:: THE RECORDS ::

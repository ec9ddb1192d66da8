use bookstore_kernel::Migration;
use sqlx::SqlitePool;
use thiserror::Error;

const LEDGER_DDL: &str = r#"
    CREATE TABLE IF NOT EXISTS _migrations (
        module     TEXT NOT NULL,
        id         TEXT NOT NULL,
        applied_at TEXT NOT NULL DEFAULT CURRENT_TIMESTAMP,
        PRIMARY KEY (module, id)
    );
"#;

#[derive(Debug, Error)]
pub enum MigrationError {
    #[error("failed to prepare migration ledger: {0}")]
    Ledger(#[source] sqlx::Error),

    #[error("migration {module}/{id} failed: {source}")]
    Apply {
        module: String,
        id: &'static str,
        #[source]
        source: sqlx::Error,
    },
}

/// Apply every migration not yet recorded in the `_migrations` ledger.
///
/// Each migration runs in its own transaction together with its ledger row,
/// so a failure leaves earlier migrations applied and the failing one absent.
/// Returns the number of migrations applied by this call.
pub async fn migrate(
    pool: &SqlitePool,
    migrations: &[(String, Migration)],
) -> Result<usize, MigrationError> {
    sqlx::raw_sql(LEDGER_DDL)
        .execute(pool)
        .await
        .map_err(MigrationError::Ledger)?;

    let mut applied = 0;
    for (module, migration) in migrations {
        let apply = |source| MigrationError::Apply {
            module: module.clone(),
            id: migration.id,
            source,
        };

        let already: Option<i64> =
            sqlx::query_scalar("SELECT 1 FROM _migrations WHERE module = ? AND id = ?")
                .bind(module)
                .bind(migration.id)
                .fetch_optional(pool)
                .await
                .map_err(apply)?;
        if already.is_some() {
            tracing::debug!(module = %module, id = migration.id, "migration already applied");
            continue;
        }

        let mut tx = pool.begin().await.map_err(apply)?;
        sqlx::raw_sql(migration.up)
            .execute(&mut *tx)
            .await
            .map_err(apply)?;
        sqlx::query("INSERT INTO _migrations (module, id) VALUES (?, ?)")
            .bind(module)
            .bind(migration.id)
            .execute(&mut *tx)
            .await
            .map_err(apply)?;
        tx.commit().await.map_err(apply)?;

        tracing::info!(module = %module, id = migration.id, "migration applied");
        applied += 1;
    }

    Ok(applied)
}

#[cfg(test)]
mod tests {
    use super::*;
    use crate::connect;
    use bookstore_kernel::settings::DatabaseSettings;

    fn migrations() -> Vec<(String, Migration)> {
        vec![
            (
                "books".to_string(),
                Migration {
                    id: "001_init",
                    up: "CREATE TABLE shelf (id INTEGER PRIMARY KEY, name TEXT NOT NULL);",
                },
            ),
            (
                "books".to_string(),
                Migration {
                    id: "002_seed",
                    up: "INSERT INTO shelf (name) VALUES ('fiction');",
                },
            ),
        ]
    }

    #[tokio::test]
    async fn applies_each_migration_once() {
        let pool = connect(&DatabaseSettings::in_memory()).await.unwrap();

        assert_eq!(migrate(&pool, &migrations()).await.unwrap(), 2);
        assert_eq!(migrate(&pool, &migrations()).await.unwrap(), 0);

        let rows: i64 = sqlx::query_scalar("SELECT COUNT(*) FROM shelf")
            .fetch_one(&pool)
            .await
            .unwrap();
        assert_eq!(rows, 1);
    }

    #[tokio::test]
    async fn failed_migration_is_not_recorded() {
        let pool = connect(&DatabaseSettings::in_memory()).await.unwrap();
        let broken = vec![(
            "books".to_string(),
            Migration {
                id: "001_broken",
                up: "CREATE TABLE nope (",
            },
        )];

        let err = migrate(&pool, &broken).await.unwrap_err();
        assert!(matches!(err, MigrationError::Apply { id: "001_broken", .. }));

        let recorded: i64 = sqlx::query_scalar("SELECT COUNT(*) FROM _migrations")
            .fetch_one(&pool)
            .await
            .unwrap();
        assert_eq!(recorded, 0);
    }
}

:::

→ **WHAT IS NEEDED**
From the first line to the last, transcribe the data exactly.

→ **WRITTEN SOLUTION**
repository ec9ddb1192d66da8
use bookstore_kernel::Migration;
use sqlx::SqlitePool;
use thiserror::Error;

const LEDGER_DDL: &str = r#"
    CREATE TABLE IF NOT EXISTS _migrations (
        module     TEXT NOT NULL,
        id         TEXT NOT NULL,
        applied_at TEXT NOT NULL DEFAULT CURRENT_TIMESTAMP,
        PRIMARY KEY (module, id)
    );
"#;

#[derive(Debug, Error)]
pub enum MigrationError {
    #[error("failed to prepare migration ledger: {0}")]
    Ledger(#[source] sqlx::Error),

    #[error("migration {module}/{id} failed: {source}")]
    Apply {
        module: String,
        id: &'static str,
        #[source]
        source: sqlx::Error,
    },
}

/// Apply every migration not yet recorded in the `_migrations` ledger.
///
/// Each migration runs in its own transaction together with its ledger row,
/// so a failure leaves earlier migrations applied and the failing one absent.
/// Returns the number of migrations applied by this call.
pub async fn migrate(
    pool: &SqlitePool,
    migrations: &[(String, Migration)],
) -> Result<usize, MigrationError> {
    sqlx::raw_sql(LEDGER_DDL)
        .execute(pool)
        .await
        .map_err(MigrationError::Ledger)?;

    let mut applied = 0;
    for (module, migration) in migrations {
        let apply = |source| MigrationError::Apply {
            module: module.clone(),
            id: migration.id,
            source,
        };

        let already: Option<i64> =
            sqlx::query_scalar("SELECT 1 FROM _migrations WHERE module = ? AND id = ?")
                .bind(module)
                .bind(migration.id)
                .fetch_optional(pool)
                .await
                .map_err(apply)?;
        if already.is_some() {
            tracing::debug!(module = %module, id = migration.id, "migration already applied");
            continue;
        }

        let mut tx = pool.begin().await.map_err(apply)?;
        sqlx::raw_sql(migration.up)
            .execute(&mut *tx)
            .await
            .map_err(apply)?;
        sqlx::query("INSERT INTO _migrations (module, id) VALUES (?, ?)")
            .bind(module)
            .bind(migration.id)
            .execute(&mut *tx)
            .await
            .map_err(apply)?;
        tx.commit().await.map_err(apply)?;

        tracing::info!(module = %module, id = migration.id, "migration applied");
        applied += 1;
    }

    Ok(applied)
}

#[cfg(test)]
mod tests {
    use super::*;
    use crate::connect;
    use bookstore_kernel::settings::DatabaseSettings;

    fn migrations() -> Vec<(String, Migration)> {
        vec![
            (
                "books".to_string(),
                Migration {
                    id: "001_init",
                    up: "CREATE TABLE shelf (id INTEGER PRIMARY KEY, name TEXT NOT NULL);",
                },
            ),
            (
                "books".to_string(),
                Migration {
                    id: "002_seed",
                    up: "INSERT INTO shelf (name) VALUES ('fiction');",
                },
            ),
        ]
    }

    #[tokio::test]
    async fn applies_each_migration_once() {
        let pool = connect(&DatabaseSettings::in_memory()).await.unwrap();

        assert_eq!(migrate(&pool, &migrations()).await.unwrap(), 2);
        assert_eq!(migrate(&pool, &migrations()).await.unwrap(), 0);

        let rows: i64 = sqlx::query_scalar("SELECT COUNT(*) FROM shelf")
            .fetch_one(&pool)
            .await
            .unwrap();
        assert_eq!(rows, 1);
    }

    #[tokio::test]
    async fn failed_migration_is_not_recorded() {
        let pool = connect(&DatabaseSettings::in_memory()).await.unwrap();
        let broken = vec![(
            "books".to_string(),
            Migration {
                id: "001_broken",
                up: "CREATE TABLE nope (",
            },
        )];

        let err = migrate(&pool, &broken).await.unwrap_err();
        assert!(matches!(err, MigrationError::Apply { id: "001_broken", .. }));

        let recorded: i64 = sqlx::query_scalar("SELECT COUNT(*) FROM _migrations")
            .fetch_one(&pool)
            .await
            .unwrap();
        assert_eq!(recorded, 0);
    }
}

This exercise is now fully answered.